Blendswap entries. Amazing.


Check out the Blendswap Military Vehicles Contest entries:

I'm amazed. But that's just me. I have a thing for mechs. Alot even.

WebGL lessons. Freely licensed too.

Did anybody know of these CC-BY-SA-licensed WebGL tutorials? This dog told me about them.

"Hacking" 8-hour prototypes: Hubwar and Nodehack

* Speaking of Berlin, Germany. There was a little game dev jam in Berlin . Two of the prototypes are open source! (Hubwar and Nodehack)

Monday, September 26, 2011

GJID

GJID's first level

I have a hard time playing puzzle games when their only reward is getting to the next one. Consequently I'm usually not a fan of Sokoban games. Having a little or a lot of story bundled with the puzzle helps though.

In GJID you control a brave robot of the name GJID, who volunteered to recycle dangerous weapons from a cold war. In 14 levels you have to dispose of nuclear and disruptor weapons.

Movement controls reacts instantly and you are allowed to skip levels. There is no save function and no sound. The game runs in full-screen but thankfully does not resize the screen and scales instead. License: MIT

This version seems to be made for *nix only. ./configure && make allows to easily run the game.

From the README:

This is a clone of the eponymous DOS shareware game written in 92 by John Remyn. I spoke with John in 95, when the first version of this clone was made. He admired the 8-bit graphics (original game was done in 4-color CGA) and did not object to its existence. His email address has since expired and the few contact attempts I've made recently hit dead ends. The DOS game was $10 shareware and I include the original registration form in the README, in case you want to track John down and give him money for the excellent level design that make this game what it is.
Aside from being an entertaining puzzle, I also release this game as an example of using the XCB library for making X applications. XCB is the new lightweight replacement for Xlib that suffers from lack of documentation. This game demonstrates how to create small applications with it and also how to use RENDER for drawing text, tile sprites, and for hardware scaling of the 320x240 backbuffer.
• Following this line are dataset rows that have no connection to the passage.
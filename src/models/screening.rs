//! Screening-due records
//!
//! One row per patient with the next-due date of each tracked preventive
//! service. Any date may be missing.

use chrono::NaiveDate;
use serde::{Deserialize, Serialize};

/// Column suffix that marks a due-date column in the screening table
pub const DUE_COLUMN_SUFFIX: &str = "_due";

/// Due dates for a single patient
#[derive(Debug, Clone, Default, PartialEq, Eq, Serialize, Deserialize)]
pub struct ScreeningRecord {
    pub patient_id: String,
    pub mammogram_due: Option<NaiveDate>,
    pub colonoscopy_due: Option<NaiveDate>,
    pub flu_shot_due: Option<NaiveDate>,
}

impl ScreeningRecord {
    #[must_use]
    pub fn new(patient_id: impl Into<String>) -> Self {
        Self {
            patient_id: patient_id.into(),
            ..Default::default()
        }
    }

    #[must_use]
    pub const fn with_mammogram_due(mut self, date: Option<NaiveDate>) -> Self {
        self.mammogram_due = date;
        self
    }

    #[must_use]
    pub const fn with_colonoscopy_due(mut self, date: Option<NaiveDate>) -> Self {
        self.colonoscopy_due = date;
        self
    }

    #[must_use]
    pub const fn with_flu_shot_due(mut self, date: Option<NaiveDate>) -> Self {
        self.flu_shot_due = date;
        self
    }

    /// Number of tracked due dates that are missing
    #[must_use]
    pub fn missing_due_dates(&self) -> usize {
        [self.mammogram_due, self.colonoscopy_due, self.flu_shot_due]
            .iter()
            .filter(|date| date.is_none())
            .count()
    }
}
GJID reminds me of another, even more story-driven Sokoban-style game with simple graphics: The Villany of Cat Food Inc.

Saturday, August 6, 2011

Cubosphere: First Beta


The first beta release of Cubosphere is available.

The game reminds of irrlamb and Neverball but is in fact a tile-based puzzle, rather than a free-physics/precision game. It has a simple level editor and 18 visual/audible styles to chose from. Some features of the 200+ levels are lasers, frying blocks, teleporters, switches, elevators and enemies.